The importance of developing and growing one’s spirituality was mentioned; becoming aware of the different types of spirituality within the Church eg Ignatian. This could be a way of engaging those whose faith is weak – showing the practical results of faith. Creativity in the practice of the faith should be encouraged. On-going renewal in faith is needed to future-proof the parish and build resilience – for instance, if the time comes when the par- ish no longer has a residential priest. 

The scandals in the Church show how the present decision-making and discerning process is flawed. 

Active participation by all should be the presumption in the life of the Church.

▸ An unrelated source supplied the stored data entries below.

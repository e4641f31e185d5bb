//! Copilot server - HTTP front end for the copilot service
//!
//! Reads configuration from the environment, initializes the application
//! context (activating in-memory/stub fallbacks for unreachable
//! dependencies), and serves the REST API.
//!
//! Usage:
//!   copilot-server
//!
//! Configuration comes from environment variables; see `Settings::from_env`.

use desk_copilot::api::router;
use desk_copilot::{AppContext, Settings};
use std::sync::Arc;
use tracing::info;
use tracing_subscriber::{fmt, prelude::*, EnvFilter};

#[tokio::main]
async fn main() -> anyhow::Result<()> {
    tracing_subscriber::registry()
        .with(fmt::layer())
        .with(EnvFilter::try_from_default_env().unwrap_or_else(|_| EnvFilter::new("info")))
        .init();

    let settings = Settings::from_env()?;
    let bind_addr = settings.server.bind_addr.clone();

    let context = Arc::new(AppContext::initialize(settings).await?);
    let app = router(context.clone());

    let listener = tokio::net::TcpListener::bind(&bind_addr).await?;
    info!(addr = %bind_addr, "copilot server listening");

    axum::serve(listener, app)
        .with_graceful_shutdown(shutdown_signal())
        .await?;

    context.shutdown().await;
    Ok(())
}

async fn shutdown_signal() {
    let _ = tokio::signal::ctrl_c().await;
    info!("shutdown signal received");
}
//! Retrieval execution with the graph/vector fallback lattice
//!
//! Read-only: executes the planner's decision against the stores. A store or
//! provider failure during a question is downgraded to an empty result for
//! that mode so the defined fallbacks apply; the request itself never fails.

use crate::embedding::EmbeddingProvider;
use crate::error::{ProviderError, Result};
use crate::planner::{PlannerDecision, RetrievalMode};
use crate::store::{GraphStore, RetrievedChunk, VectorStore};
use std::collections::HashSet;
use std::sync::Arc;
use tracing::{debug, warn};

/// Retrieval output: ranked chunks plus observability notes
///
/// Results are returned in the order the primary source produced them; hybrid
/// preserves vector order after filtering. Notes record which fallbacks fired.
#[derive(Debug, Clone, Default)]
pub struct Retrieval {
    pub chunks: Vec<RetrievedChunk>,
    pub notes: Vec<String>,
}

/// Executes a planner decision against the vector and graph stores
pub struct Retriever {
    embedder: Arc<dyn EmbeddingProvider>,
    vector: Arc<dyn VectorStore>,
    graph: Arc<dyn GraphStore>,
}

impl Retriever {
    pub fn new(
        embedder: Arc<dyn EmbeddingProvider>,
        vector: Arc<dyn VectorStore>,
        graph: Arc<dyn GraphStore>,
    ) -> Self {
        Self {
            embedder,
            vector,
            graph,
        }
    }

    pub async fn retrieve(&self, question: &str, decision: &PlannerDecision) -> Retrieval {
        let mut retrieval = Retrieval::default();
        let k = decision.top_k;

        match decision.mode {
            RetrievalMode::Vector => {
                retrieval.chunks = self.vector_results(question, k, &mut retrieval.notes).await;
            }
            RetrievalMode::Graph => {
                let graph_chunks = self.graph_results(&decision.entities, k, &mut retrieval.notes).await;
                if graph_chunks.is_empty() {
                    retrieval
                        .notes
                        .push("graph returned no chunks; falling back to vector".to_string());
                    retrieval.chunks = self.vector_results(question, k, &mut retrieval.notes).await;
                } else {
                    retrieval.chunks = graph_chunks;
                }
            }
            RetrievalMode::Hybrid => {
                let graph_chunks = self.graph_results(&decision.entities, k, &mut retrieval.notes).await;
                if graph_chunks.is_empty() {
                    retrieval
                        .notes
                        .push("graph returned no chunks; falling back to vector".to_string());
                    retrieval.chunks = self.vector_results(question, k, &mut retrieval.notes).await;
                } else {
                    let vector_chunks =
                        self.vector_results(question, k, &mut retrieval.notes).await;
                    retrieval.chunks =
                        intersect_hybrid(graph_chunks, vector_chunks, &mut retrieval.notes);
                }
            }
        }

        debug!(
            mode = %decision.mode,
            hits = retrieval.chunks.len(),
            notes = retrieval.notes.len(),
            "retrieval complete"
        );
        retrieval
    }

    async fn vector_results(
        &self,
        question: &str,
        k: usize,
        notes: &mut Vec<String>,
    ) -> Vec<RetrievedChunk> {
        match self.try_vector(question, k).await {
            Ok(chunks) => chunks,
            Err(e) => {
                warn!(error = %e, "vector retrieval failed; treating as empty");
                notes.push(format!("vector retrieval failed: {e}"));
                Vec::new()
            }
        }
    }

    async fn try_vector(&self, question: &str, k: usize) -> Result<Vec<RetrievedChunk>> {
        let mut embeddings = self.embedder.embed(&[question.to_string()]).await?;
        let query = embeddings
            .pop()
            .ok_or_else(|| ProviderError::InvalidResponse("no query embedding".to_string()))?;
        self.vector.search(&query, k).await
    }

    async fn graph_results(
        &self,
        entities: &[String],
        k: usize,
        notes: &mut Vec<String>,
    ) -> Vec<RetrievedChunk> {
        if entities.is_empty() {
            return Vec::new();
        }
        match self.graph.chunks_for_entities(entities, k).await {
            Ok(chunks) => chunks,
            Err(e) => {
                warn!(error = %e, "graph retrieval failed; treating as empty");
                notes.push(format!("graph retrieval failed: {e}"));
                Vec::new()
            }
        }
    }
}

/// Hybrid intersection: keep vector hits that the graph also reached.
///
/// When the vector side is empty there is nothing to filter and the graph
/// results win; when only the intersection is empty the graph provided no
/// usable signal and the vector results win unfiltered.
fn intersect_hybrid(
    graph_chunks: Vec<RetrievedChunk>,
    vector_chunks: Vec<RetrievedChunk>,
    notes: &mut Vec<String>,
) -> Vec<RetrievedChunk> {
    if vector_chunks.is_empty() {
        notes.push("vector results empty; returning graph results".to_string());
        return graph_chunks;
    }

    let graph_ids: HashSet<&str> = graph_chunks.iter().map(|c| c.id.as_str()).collect();
    let filtered: Vec<RetrievedChunk> = vector_chunks
        .iter()
        .filter(|c| graph_ids.contains(c.id.as_str()))
        .cloned()
        .collect();

    if filtered.is_empty() {
        notes.push("no graph/vector intersection; returning vector results".to_string());
        vector_chunks
    } else {
        filtered
    }
}

#[cfg(test)]
mod tests {
    use super::*;
    use crate::store::ChunkMetadata;

    fn chunk(id: &str, score: f32) -> RetrievedChunk {
        RetrievedChunk {
            id: id.to_string(),
            text: format!("text {id}"),
            metadata: ChunkMetadata {
                doc_id: id.split('-').next().unwrap_or(id).to_string(),
                ord: 0,
                title: "T".to_string(),
            },
            score,
        }
    }

    #[test]
    fn test_hybrid_intersection_preserves_vector_order() {
        let graph = vec![chunk("b-0", 0.5), chunk("a-0", 0.33)];
        let vector = vec![chunk("a-0", 0.1), chunk("b-0", 0.2), chunk("c-0", 0.3)];
        let mut notes = Vec::new();

        let result = intersect_hybrid(graph, vector, &mut notes);
        let ids: Vec<&str> = result.iter().map(|c| c.id.as_str()).collect();
        assert_eq!(ids, vec!["a-0", "b-0"]);
        assert!(notes.is_empty());
    }

    #[test]
    fn test_hybrid_empty_intersection_vectors_win() {
        let graph = vec![chunk("x-0", 0.5)];
        let vector = vec![chunk("a-0", 0.1), chunk("b-0", 0.2)];
        let mut notes = Vec::new();

        let result = intersect_hybrid(graph, vector, &mut notes);
        assert_eq!(result.len(), 2);
        assert_eq!(notes.len(), 1);
        assert!(notes[0].contains("no graph/vector intersection"));
    }

    #[test]
    fn test_hybrid_empty_vector_graph_wins() {
        let graph = vec![chunk("x-0", 0.5)];
        let mut notes = Vec::new();

        let result = intersect_hybrid(graph, Vec::new(), &mut notes);
        assert_eq!(result.len(), 1);
        assert_eq!(result[0].id, "x-0");
        assert!(notes[0].contains("vector results empty"));
    }
}
//! End-to-end pipeline scenarios over in-memory stores and stub providers

use async_trait::async_trait;
use desk_copilot::error::{ProviderError, Result};
use desk_copilot::llm::{LmProvider, StubProvider};
use desk_copilot::responder::PROVIDER_UNAVAILABLE_PREFIX;
use desk_copilot::{
    AppContext, InMemoryGraphStore, InMemoryVectorStore, RetrievalMode, Settings, StubEmbedder,
    DEFAULT_STUB_ANSWER,
};
use std::sync::Arc;

const WIDGETS_TITLE: &str = "Widgets 101";
const WIDGETS_TEXT: &str =
    "A widget has parts A, B, and C. Part A connects to Part B. Safety requires A before B.";

struct FailingProvider;

#[async_trait]
impl LmProvider for FailingProvider {
    async fn generate(&self, _prompt: &str) -> Result<String> {
        Err(ProviderError::ConnectionFailed("connection refused".to_string()).into())
    }

    fn name(&self) -> &str {
        "ollama"
    }

    async fn ping(&self) -> bool {
        false
    }
}

struct TestHarness {
    context: AppContext,
    vector: Arc<InMemoryVectorStore>,
    graph: Arc<InMemoryGraphStore>,
}

fn harness_with_provider(provider: Arc<dyn LmProvider>, configured: &str) -> TestHarness {
    let mut settings = Settings::default();
    settings.model.provider = configured.to_string();
    settings.embedding.provider = "stub".to_string();

    let vector = Arc::new(InMemoryVectorStore::new(settings.embedding.dimension));
    let graph = Arc::new(InMemoryGraphStore::new());
    let context = AppContext::with_parts(
        settings.clone(),
        Arc::new(StubEmbedder::new(settings.embedding.dimension)),
        vector.clone(),
        graph.clone(),
        provider,
        configured.to_string(),
    );
    TestHarness {
        context,
        vector,
        graph,
    }
}

fn stub_harness() -> TestHarness {
    harness_with_provider(Arc::new(StubProvider), "stub")
}

#[tokio::test]
async fn scenario_widget_relation_question_is_hybrid() {
    let harness = stub_harness();
    let ingest = harness
        .context
        .ingest_text(WIDGETS_TITLE, WIDGETS_TEXT)
        .await
        .unwrap();
    assert!(ingest.chunks >= 1);

    let response = harness
        .context
        .ask("How do Part A and Part B relate?", None, None)
        .await
        .unwrap();

    assert_eq!(response.planner.mode, RetrievalMode::Hybrid);
    assert!(!response.citations.is_empty());
    assert!((0.1..=0.99).contains(&response.confidence));
    assert!(response
        .planner
        .entities
        .contains(&"part a".to_string()));
}

#[tokio::test]
async fn scenario_triple_ingest_promotes_graph_mode() {
    let harness = stub_harness();
    for _ in 0..3 {
        harness
            .context
            .ingest_text(WIDGETS_TITLE, WIDGETS_TEXT)
            .await
            .unwrap();
    }

    let response = harness.context.ask("A", None, None).await.unwrap();
    assert_eq!(response.planner.mode, RetrievalMode::Graph);

    // citations span all three ingested documents
    let doc_ids: std::collections::HashSet<&str> = response
        .citations
        .iter()
        .map(|c| c.doc_id.as_str())
        .collect();
    assert_eq!(doc_ids.len(), 3);
}

#[tokio::test]
async fn scenario_empty_corpus_answers_from_stub() {
    let harness = stub_harness();
    let response = harness.context.ask("anything", None, None).await.unwrap();

    assert_eq!(response.planner.mode, RetrievalMode::Vector);
    assert!(response.citations.is_empty());
    assert_eq!(response.confidence, 0.5);
    assert_eq!(response.answer, DEFAULT_STUB_ANSWER);
}

#[tokio::test]
async fn scenario_stub_provider_answer_is_fixed() {
    let harness = stub_harness();
    harness
        .context
        .ingest_text(WIDGETS_TITLE, WIDGETS_TEXT)
        .await
        .unwrap();

    let response = harness
        .context
        .ask("unrelated question about cats", None, None)
        .await
        .unwrap();
    assert_eq!(response.answer, DEFAULT_STUB_ANSWER);
}

#[tokio::test]
async fn scenario_failing_provider_degrades_but_keeps_name() {
    let harness = harness_with_provider(Arc::new(FailingProvider), "ollama");
    harness
        .context
        .ingest_text(WIDGETS_TITLE, WIDGETS_TEXT)
        .await
        .unwrap();

    let response = harness
        .context
        .ask("unrelated question about cats", None, None)
        .await
        .unwrap();

    assert!(response.answer.starts_with(PROVIDER_UNAVAILABLE_PREFIX));
    assert_eq!(response.provider, "ollama");
}

#[tokio::test]
async fn scenario_purged_vector_store_falls_back_to_graph() {
    let harness = stub_harness();
    harness
        .context
        .ingest_text(WIDGETS_TITLE, WIDGETS_TEXT)
        .await
        .unwrap();

    harness.vector.purge().await;
    assert!(harness.vector.is_empty().await);

    let response = harness.context.ask("Part A", None, None).await.unwrap();

    assert_eq!(response.planner.mode, RetrievalMode::Hybrid);
    assert!(
        !response.citations.is_empty(),
        "graph retrieval should still surface chunks"
    );
    assert!(response
        .planner
        .reasons
        .iter()
        .any(|r| r.contains("vector results empty")));
}

#[tokio::test]
async fn invariant_counts_match_across_indexes() {
    let harness = stub_harness();
    let result = harness
        .context
        .ingest_text(WIDGETS_TITLE, WIDGETS_TEXT)
        .await
        .unwrap();

    assert_eq!(result.chunks, result.vector_count);
    assert_eq!(harness.vector.len().await, result.chunks);
    let (docs, chunk_nodes, _) = harness.graph.counts().await;
    assert_eq!(docs, 1);
    assert_eq!(chunk_nodes, result.chunks);
}

#[tokio::test]
async fn invariant_title_question_reaches_own_document() {
    let harness = stub_harness();
    harness
        .context
        .ingest_text(WIDGETS_TITLE, WIDGETS_TEXT)
        .await
        .unwrap();
    harness
        .context
        .ingest_text("Printer troubleshooting", "Turn the printer off and on again.")
        .await
        .unwrap();

    let response = harness.context.ask(WIDGETS_TITLE, None, None).await.unwrap();
    assert!(
        response.citations.iter().any(|c| c.title == WIDGETS_TITLE),
        "vector retrieval should surface the widgets document"
    );
}

#[tokio::test]
async fn invariant_stub_asks_are_byte_identical() {
    let harness = stub_harness();
    harness
        .context
        .ingest_text(WIDGETS_TITLE, WIDGETS_TEXT)
        .await
        .unwrap();

    let first = harness.context.ask("Part A", None, None).await.unwrap();
    let second = harness.context.ask("Part A", None, None).await.unwrap();

    assert_eq!(first.answer, second.answer);
    assert_eq!(first.confidence, second.confidence);
    assert_eq!(
        serde_json::to_string(&first.citations).unwrap(),
        serde_json::to_string(&second.citations).unwrap()
    );
}

#[tokio::test]
async fn top_k_override_limits_citations() {
    let harness = stub_harness();
    for i in 0..4 {
        harness
            .context
            .ingest_text(&format!("Doc {i}"), WIDGETS_TEXT)
            .await
            .unwrap();
    }

    let response = harness.context.ask("Part A", Some(2), None).await.unwrap();
    assert!(response.citations.len() <= 2);
    assert_eq!(response.planner.top_k, 2);
}

#[tokio::test]
async fn provider_override_switches_to_stub() {
    let harness = harness_with_provider(Arc::new(FailingProvider), "ollama");
    harness
        .context
        .ingest_text(WIDGETS_TITLE, WIDGETS_TEXT)
        .await
        .unwrap();

    let response = harness
        .context
        .ask("Part A", None, Some("stub"))
        .await
        .unwrap();
    assert_eq!(response.answer, DEFAULT_STUB_ANSWER);
    assert_eq!(response.provider, "stub");
}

This will strengthen the leadership roles of priest and bishop. 


The decision by the bishops to re-introduce the Sunday obligation is an example of a Church without synodality. Getting the thoughts of parishioners to the hierarchy is an uphill struggle. 

Everyone has to be receptive to change and growth if synodality is to take root. How exactly will a synodal Church look like? 

We must avoid creating the feeling that nothing will change. But change can happen immediately if and when we become a welcoming parish – saying hello to the newcomer, creating a supportive space for the single mother, the divorced, the widowed, the unemployed. Meeting socially after Mass for a cup of tea, spending some time talking to people are powerful ways to encourage belonging. 

Mass, although the central act of our faith, cannot be the only place we meet. New ways of meeting and talking about our faith need to be found. We will understand more deeply what synodality is by doing it — coming together. A stronger connection with our schools is required. Social media must be part of our synodal experience.